Un estudio reveló que seis de cada diez jóvenes argentinos piensa irse del país, a pesar de tener proyectos a largo plazo.

Un estudio sobre los jóvenes argentinos reveló una aparente contradicción: nueve de cada diez jóvenes se sienten orgullosos de ser argentinos y tienen proyectos para los próximos años, pero seis de cada diez consideran la posibilidad de irse del país. La mayoría no piensa en irse para siempre, sino en buscar experiencias y oportunidades afuera.
La Generación Z argentina enfrenta una paradoja: quiere progresar, tiene proyectos y conserva un fuerte sentido de pertenencia al país, pero al mismo tiempo contempla la posibilidad de emigrar si no encuentra las condiciones necesarias para concretar sus objetivos.
El dato surge de un estudio realizado por Moiguer Consultora de Estrategia. Analizó las preocupaciones, expectativas y proyectos de los jóvenes argentinos y buscó derribar algunos de los principales prejuicios construidos alrededor de esta generación.
Según la investigación, el 63% de los jóvenes considera la posibilidad de irse del país, aunque esto no significa necesariamente que tenga pensado radicarse definitivamente en el exterior. De hecho, solamente el 26% afirma que se iría de Argentina para no volver.
La diferencia entre ambos datos resulta clave para comprender el fenómeno: para muchos jóvenes, emigrar aparece como una experiencia, una oportunidad para desarrollarse o una alternativa frente a las dificultades económicas, más que como una decisión definitiva de abandonar el país.

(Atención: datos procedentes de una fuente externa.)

//! Geteilte Typen für layer-übergreifende Verträge.
//!
//! Enthält Optionen und reine Geometrie, die von `core`, `layout` und `app`
//! geteilt werden, um direkte Abhängigkeiten zu vermeiden.

pub mod geometry;
pub mod options;

pub use geometry::Rect;
pub use options::{EditorOptions, ModuleSizing};
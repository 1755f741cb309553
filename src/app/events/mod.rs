//! EditorIntent- und EditorCommand-Enums für den Intent/Command-Datenfluss.

mod command;
mod intent;

pub use command::EditorCommand;
pub use intent::{EditorIntent, Key};
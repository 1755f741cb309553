//! Spatial-Index (KD-Tree) über die inneren Kontrollpunkte aller Links.

use glam::Vec2;
use kiddo::{KdTree, SquaredEuclidean};

use super::{ChainGraph, LinkId};

/// Treffer einer Handle-Abfrage.
#[derive(Debug, Clone, Copy, PartialEq)]
pub struct HandleMatch {
    /// Link, zu dem der Handle gehört
    pub link: LinkId,
    /// Index des Kontrollpunkts im Link
    pub point: usize,
    /// Euklidische Distanz zum Suchpunkt
    pub distance: f32,
}

/// Read-only Index über alle editierbaren Link-Handles.
///
/// Muss nach jeder Geometrie-Änderung neu gebaut werden.
#[derive(Debug, Clone)]
pub struct HandleIndex {
    tree: KdTree<f64, 2>,
    handles: Vec<(LinkId, usize)>,
}

impl HandleIndex {
    /// Erstellt einen leeren Index.
    pub fn empty() -> Self {
        Self {
            tree: (&Vec::<[f64; 2]>::new()).into(),
            handles: Vec::new(),
        }
    }

    /// Baut den Index aus den inneren Punkten aller geschlossenen Links.
    pub fn from_graph(graph: &ChainGraph) -> Self {
        let mut handles = Vec::new();
        let mut entries: Vec<[f64; 2]> = Vec::new();
        for link in graph.closed_links() {
            for (index, pos) in link.interior_points() {
                handles.push((link.id, index));
                entries.push([pos.x as f64, pos.y as f64]);
            }
        }

        Self {
            tree: (&entries).into(),
            handles,
        }
    }

    pub fn len(&self) -> usize {
        self.handles.len()
    }

    pub fn is_empty(&self) -> bool {
        self.handles.is_empty()
    }

    /// Nächster Handle zur Position, unabhängig vom Abstand.
    pub fn nearest(&self, query: Vec2) -> Option<HandleMatch> {
        if self.is_empty() {
            return None;
        }
        let result = self
            .tree
            .nearest_one::<SquaredEuclidean>(&[query.x as f64, query.y as f64]);
        let (link, point) = *self.handles.get(result.item as usize)?;
        Some(HandleMatch {
            link,
            point,
            distance: (result.distance as f32).sqrt(),
        })
    }

    /// Alle Handles innerhalb von `radius`, nach Distanz sortiert.
    pub fn within_radius(&self, query: Vec2, radius: f32) -> Vec<HandleMatch> {
        if self.is_empty() || radius.is_sign_negative() {
            return Vec::new();
        }

        let mut results = self
            .tree
            .within::<SquaredEuclidean>(&[query.x as f64, query.y as f64], (radius * radius) as f64)
            .into_iter()
            .filter_map(|entry| {
                let (link, point) = *self.handles.get(entry.item as usize)?;
                Some(HandleMatch {
                    link,
                    point,
                    distance: (entry.distance as f32).sqrt(),
                })
            })
            .collect::<Vec<_>>();

        results.sort_by(|a, b| a.distance.total_cmp(&b.distance));
        results
    }

    /// Handle unter dem Zeiger (nächster innerhalb des Pick-Radius).
    pub fn pick(&self, query: Vec2, radius: f32) -> Option<HandleMatch> {
        self.nearest(query).filter(|m| m.distance <= radius)
    }
}
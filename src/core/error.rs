//! Fehler-Taxonomie der Ketten-Engine.

use super::{LinkId, ModuleId, ParamId};
use thiserror::Error;

/// Gründe, aus denen ein Link nicht erstellt oder geroutet werden kann.
///
/// Innerhalb der Link-Zustandsmaschine werden diese Fehler lokal behandelt
/// (Link verwerfen, Zustand zurücksetzen) und nie an den Host gemeldet.
#[derive(Debug, Clone, PartialEq, Eq, Error)]
pub enum LinkError {
    /// Beide Semantik-Typen gesetzt, aber verschieden
    #[error("inkompatible Semantik-Typen {from:?} → {to:?}")]
    IncompatibleTypes {
        from: Option<String>,
        to: Option<String>,
    },
    /// Der Ziel-Input hat bereits einen eingehenden Link
    #[error("Input {0} ist bereits verbunden")]
    InputAlreadyBound(ParamId),
    /// Beide Parameter gehören zum selben Modul (Self-Loop)
    #[error("Parameter {0} und {1} gehören zum selben Modul")]
    SameModule(ParamId, ParamId),
    /// Beide Parameter liegen auf derselben Seite (Input/Input oder Output/Output)
    #[error("Parameter {0} und {1} liegen auf derselben Seite")]
    SameSide(ParamId, ParamId),
    /// Parameter existiert nicht (mehr)
    #[error("unbekannter Parameter {0}")]
    UnknownParameter(ParamId),
    /// Link existiert nicht (mehr)
    #[error("unbekannter Link {0}")]
    UnknownLink(LinkId),
    /// Link ist bereits geschlossen
    #[error("Link {0} ist nicht offen")]
    LinkNotOpen(LinkId),
    /// Ein Endpunkt-Parameter des Links wurde entfernt
    #[error("Link {0} verweist auf einen entfernten Parameter")]
    DanglingReference(LinkId),
}

/// Fehler der Layering-Engine.
#[derive(Debug, Clone, PartialEq, Eq, Error)]
pub enum LayoutError {
    /// Der Modul-Graph enthält einen Zyklus; `module` liegt auf ihm
    #[error("Kette enthält einen Zyklus (u.a. über {module})")]
    CyclicGraph { module: ModuleId },
}
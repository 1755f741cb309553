//! Mapping von Host-Intents auf mutierende Editor-Commands.

use super::click_debounce::ClickDebouncer;
use super::{EditorCommand, EditorIntent, Key};

/// Übersetzt einen `EditorIntent` in eine Sequenz ausführbarer `EditorCommand`s.
///
/// Klicks laufen durch den Debouncer. Ereignisse, die eine Klick-Geste
/// beenden (Drag, Taste, Layout), reichen einen wartenden Klick vorher nach;
/// reine Hover-Bewegungen nicht.
pub fn map_intent_to_commands(
    clicks: &mut ClickDebouncer,
    intent: EditorIntent,
) -> Vec<EditorCommand> {
    match intent {
        EditorIntent::PointerPressed {
            pos,
            click_count,
            at,
        } => clicks.press(pos, click_count, at),
        EditorIntent::PointerReleased { pos } => clicks.release(pos),
        EditorIntent::PointerMoved { pos } => vec![EditorCommand::PointerMotion { pos }],
        EditorIntent::PointerDragged { pos, delta } => {
            let mut commands = clicks.flush();
            commands.push(EditorCommand::PointerDrag { pos, delta });
            commands
        }
        EditorIntent::TimerTick { at } => clicks.tick(at),
        EditorIntent::KeyPressed { key } => {
            let command = match key {
                Key::Delete | Key::Backspace => EditorCommand::DeleteSelection,
                Key::Escape => EditorCommand::CancelLinking,
                Key::Other => return Vec::new(),
            };
            let mut commands = clicks.flush();
            commands.push(command);
            commands
        }
        EditorIntent::AutoLayoutRequested => {
            let mut commands = clicks.flush();
            commands.push(EditorCommand::AutoLayout);
            commands
        }
        EditorIntent::ModuleMoveRequested { module, delta } => {
            vec![EditorCommand::MoveModule { module, delta }]
        }
        EditorIntent::ModuleResized { module, size } => {
            vec![EditorCommand::ResizeModule { module, size }]
        }
        EditorIntent::ParamsVisibilityChanged { module, visible } => {
            vec![EditorCommand::SetParamsVisible { module, visible }]
        }
    }
}

#[cfg(test)]
mod tests;
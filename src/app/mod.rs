//! Application-Layer: Controller, State, Events und Link-Zustandsmaschine.

pub mod click_debounce;
pub mod command_log;
pub mod controller;
pub mod editor;
pub mod events;
pub mod handlers;
pub mod highlight;
mod intent_mapping;
/// Link-Erstellung als explizite Zustandsmaschine
pub mod linking;
pub mod pick;
pub mod state;

pub use click_debounce::ClickDebouncer;
pub use command_log::CommandLog;
pub use controller::AppController;
pub use editor::ChainEditor;
pub use events::{EditorCommand, EditorIntent, Key};
pub use highlight::HighlightSet;
pub use linking::LinkingState;
pub use pick::PickRole;
pub use state::{EditorState, Selection};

Una generación que todavía apuesta por Argentina
Pese a la intención de emigrar de una parte importante de los encuestados, el estudio muestra que la Generación Z mantiene un fuerte vínculo con el país.
Nueve de cada diez jóvenes dicen sentirse orgullosos de ser argentinos y nueve de cada diez aseguran que no elegirían ser de otro país. La mayoría, además, manifiesta que preferiría desarrollarse en Argentina si encuentra un escenario que le permita concretar sus proyectos.
El sentimiento de pertenencia convive, entonces, con una mirada pragmática: los jóvenes valoran su país, pero también analizan qué posibilidades concretas tienen para estudiar, trabajar, independizarse, ahorrar o acceder a una vivienda.
Lejos de la idea de una juventud sin objetivos, la investigación encontró que el 81% tiene algún proyecto para los próximos cinco años.
Entre las principales aspiraciones aparecen independizarse, alquilar una vivienda y comprar una casa. El trabajo y el esfuerzo también mantienen un lugar central: el 85% considera que ambos son las principales herramientas para alcanzar sus objetivos, mientras que siete de cada diez proyectan continuar formándose.
Sin embargo, las dificultades económicas condicionan esas expectativas. El estudio señala que los jóvenes califican con apenas 4,4 puntos sobre 10 la situación del país, mientras que su percepción sobre la propia capacidad de consumo alcanza 5,6 puntos.
Además, seis de cada diez tienen temor de no poder ahorrar o de que sus ingresos no sean suficientes para concretar sus proyectos.
El dilema: quedarse o buscar oportunidades afuera
En ese contexto aparece la posibilidad de emigrar. Para la Generación Z, salir del país puede representar una forma de adquirir experiencia, estudiar, trabajar o acceder a oportunidades que sienten más difíciles de encontrar en Argentina.
Pero el estudio muestra que irse no necesariamente implica cortar el vínculo con el país. La posibilidad de vivir en el exterior aparece, para buena parte de los jóvenes, como una experiencia que puede convivir con la intención de regresar.
La lógica es, en buena medida, pragmática: si Argentina ofrece condiciones para desarrollar sus proyectos, existe una fuerte voluntad de quedarse; si esas oportunidades no aparecen, el exterior se convierte en una alternativa.
La aparente contradicción entre querer quedarse y pensar en emigrar resume buena parte de la relación que la Generación Z mantiene con su futuro. No se trata de una juventud que haya perdido la esperanza o que no tenga proyectos. Por el contrario, tiene objetivos, está dispuesta a esforzarse y quiere progresar, pero también evalúa alternativas cuando percibe que el contexto puede impedirle avanzar.
Por eso, el dato del 63% que contempla emigrar debe leerse junto con otro igualmente significativo: nueve de cada diez jóvenes siguen sintiéndose orgullosos de ser argentinos y la mayoría no elegiría otro país para haber nacido.
La paradoja, entonces, no es que los jóvenes rechacen Argentina. Es que quieren construir su futuro en el país, pero no están dispuestos a resignar sus proyectos si no encuentran las condiciones para hacerlo.